By combining A_{i}, B_{i}, and C_{i}, we estimated two impact measures:
 AD_{i}^{A} ^{+}^{B} = A_{i} + B_{i}, the number of deaths among residents of i attributable to exposures in the region (i.e., the exposure in i or in other municipalities of the region); and
 AD_{i}^{A} ^{+}^{C} = A_{i} + C_{i}, the number of deaths among residents of the region (i.e., the residents in i or in other municipalities of the region) attributable to exposure in i.
It should be noted that Σ_{i}B_{i} = Σ_{i}C_{i}, which is the total estimated number of deaths due to commutingrelated exposure in the region, and Σ_{i}AD_{i}^{A + B} = Σ_{i}AD_{i}^{A + C}.
Air pollutant reduction scenarios. We estimated AD under different reduction scenarios (RS) corresponding to different definitions of the threshold x_{0}:
 RS0: x_{0} = 20 μg/m^{3}, the WHO Air Quality Guideline threshold for PM_{10} annual average (WHO 2005);
 RS1: x_{0} = 40 μg/m^{3}, the European Union (EU) limit for PM_{10} annual average (EU 2008);
 RS2: x_{0} equal to a reduction of 20% in the observed annual concentration of PM_{10}, provided it is > 20 μg/m^{3};
 RS3: x_{0} equal to a reduction of 20% in the observed annual concentration of PM_{10}, provided it is > 40 μg/m^{3}.
The RS2 and RS3 scenarios define intermediate targets coherent with realistic policies of progressive reduction in PM_{10} concentration until the limits of 40 μg/m^{3} or 20 μg/m^{3} are reached (EU 2008).
Under RS0 and RS1, for the 11 provinces and their capitals, we also calculated the attributable community rates (ACRs), which allow impact comparison among different populations (Wacholder 2005). ACR is defined as the difference between overall crude risk in the population and risk in the unexposed individuals; in our context, ACR was estimated as the ratio between AD and population size.
Monte Carlo method. After obtaining 1,000 independent realizations from the distribution of each input quantity (“Data and input distributions” section; see also Supplemental Material, Table S1, for a summary description of the input distributions), we combined them accordingly to Equations 4–7 to obtain 1,000 values from the joint posterior distribution of all quantities of interest (A_{i}, B_{i}, C_{i}, AD_{i}^{A + B}, AD_{i}^{A + C}; i = 1,2,…,1,546).
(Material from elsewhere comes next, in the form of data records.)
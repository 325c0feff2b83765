//! Error types for SimpleBank ledger operations.

use crate::AccountId;
use serde::{Deserialize, Serialize};
use std::fmt;
use thiserror::Error;

/// Kind of persisted entity an error refers to.
#[derive(Debug, Clone, Copy, PartialEq, Eq, Hash, Serialize, Deserialize)]
#[serde(rename_all = "lowercase")]
pub enum Entity {
    Account,
    Entry,
    Transfer,
}

impl fmt::Display for Entity {
    fn fmt(&self, f: &mut fmt::Formatter<'_>) -> fmt::Result {
        let name = match self {
            Entity::Account => "account",
            Entity::Entry => "entry",
            Entity::Transfer => "transfer",
        };
        f.write_str(name)
    }
}

/// Main error type for ledger operations.
#[derive(Error, Debug)]
pub enum LedgerError {
    /// The request was malformed; nothing was sent to the datastore.
    #[error("Invalid argument: {message}")]
    InvalidArgument {
        message: String,
        field: Option<String>,
    },

    /// A referenced account, entry or transfer does not exist.
    #[error("{entity} {id} not found")]
    NotFound { entity: Entity, id: i64 },

    /// The overdraft policy refused the debit.
    #[error("Insufficient funds in account {account_id}: balance {balance}, requested {amount}")]
    InsufficientFunds {
        account_id: AccountId,
        balance: i64,
        amount: i64,
    },

    /// Datastore failure: connectivity, constraint, or commit.
    #[error("Database error in {operation}: {message}")]
    Persistence {
        operation: String,
        message: String,
        /// SQLSTATE code when the datastore reported one.
        code: Option<String>,
    },

    /// The unit of work failed and the rollback failed as well.
    #[error("tx err: {source}, rb err: {rollback}")]
    RollbackFailed {
        source: Box<LedgerError>,
        rollback: Box<LedgerError>,
    },

    /// The caller cancelled the operation.
    #[error("Cancelled during {operation}")]
    Cancelled { operation: String },

    /// The caller's deadline passed.
    #[error("Deadline exceeded during {operation}")]
    DeadlineExceeded { operation: String },

    /// Configuration error.
    #[error("Configuration error: {0}")]
    Configuration(String),
}

/// Coarse error classification consumed by outer layers.
#[derive(Debug, Clone, Copy, PartialEq, Eq, Hash)]
pub enum ErrorKind {
    InvalidArgument,
    NotFound,
    Persistence,
    Aborted,
}

impl ErrorKind {
    /// HTTP status class an API layer should answer with.
    pub fn http_status(&self) -> u16 {
        match self {
            ErrorKind::InvalidArgument => 400,
            ErrorKind::NotFound => 404,
            ErrorKind::Persistence => 500,
            ErrorKind::Aborted => 503,
        }
    }
}

/// SQLSTATE codes a caller may reasonably retry on.
const RETRYABLE_SQLSTATES: [&str; 2] = [
    "40001", // serialization_failure
    "40P01", // deadlock_detected
];

/// SQLSTATE class for connection exceptions. Pool timeouts and I/O failures
/// are reported under it as well.
const CONNECTION_EXCEPTION_CLASS: &str = "08";

impl LedgerError {
    /// Shorthand for an invalid argument tied to a request field.
    pub fn invalid(field: impl Into<String>, message: impl Into<String>) -> Self {
        LedgerError::InvalidArgument {
            message: message.into(),
            field: Some(field.into()),
        }
    }

    /// Shorthand for a missing row.
    pub fn not_found(entity: Entity, id: impl Into<i64>) -> Self {
        LedgerError::NotFound {
            entity,
            id: id.into(),
        }
    }

    /// Shorthand for a datastore failure without a SQLSTATE.
    pub fn persistence(operation: impl Into<String>, message: impl Into<String>) -> Self {
        LedgerError::Persistence {
            operation: operation.into(),
            message: message.into(),
            code: None,
        }
    }

    /// Classify the error.
    pub fn kind(&self) -> ErrorKind {
        match self {
            LedgerError::InvalidArgument { .. } | LedgerError::InsufficientFunds { .. } => {
                ErrorKind::InvalidArgument
            }
            LedgerError::NotFound { .. } => ErrorKind::NotFound,
            LedgerError::Persistence { .. }
            | LedgerError::RollbackFailed { .. }
            | LedgerError::Configuration(_) => ErrorKind::Persistence,
            LedgerError::Cancelled { .. } | LedgerError::DeadlineExceeded { .. } => {
                ErrorKind::Aborted
            }
        }
    }

    /// Check if re-issuing the same request may succeed.
    ///
    /// The engine never retries on its own. Transfers carry no idempotency key,
    /// so a retry after an ambiguous failure can apply a transfer twice.
    pub fn is_retryable(&self) -> bool {
        match self {
            LedgerError::Persistence { code: Some(code), .. } => {
                RETRYABLE_SQLSTATES.contains(&code.as_str())
                    || code.starts_with(CONNECTION_EXCEPTION_CLASS)
            }
            LedgerError::DeadlineExceeded { .. } => true,
            _ => false,
        }
    }

    /// Get error code for API responses.
    pub fn error_code(&self) -> &'static str {
        match self {
            LedgerError::InvalidArgument { .. } => "INVALID_ARGUMENT",
            LedgerError::NotFound { .. } => "NOT_FOUND",
            LedgerError::InsufficientFunds { .. } => "INSUFFICIENT_FUNDS",
            LedgerError::Persistence { .. } => "PERSISTENCE_ERROR",
            LedgerError::RollbackFailed { .. } => "ROLLBACK_FAILED",
            LedgerError::Cancelled { .. } => "CANCELLED",
            LedgerError::DeadlineExceeded { .. } => "DEADLINE_EXCEEDED",
            LedgerError::Configuration(_) => "CONFIGURATION_ERROR",
        }
    }
}

/// Result type alias for ledger operations.
pub type Result<T> = std::result::Result<T, LedgerError>;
MC simulation was performed using R statistical software (R Core Team; http://www.Rproject.org/). The code is available at http://www.biostatistica.net/sites/MC_mobility/prog_data.zip.
Evaluating the role of commuting. For each municipality we calculated the logarithm of the ratio between the posterior median of C_{i} and the posterior median of B_{i}, as a measure of the balance between AD “exported” (deaths among individuals residing elsewhere in the region attributable to the air pollution level in the municipality i) and AD “imported” (deaths among the residents in the municipality i, attributable to their commutingrelated exposure elsewhere in the region). Negative values of the ratio indicated that the imported AD exceeded the exported AD. Positive values indicated that the exported AD exceeded the imported AD.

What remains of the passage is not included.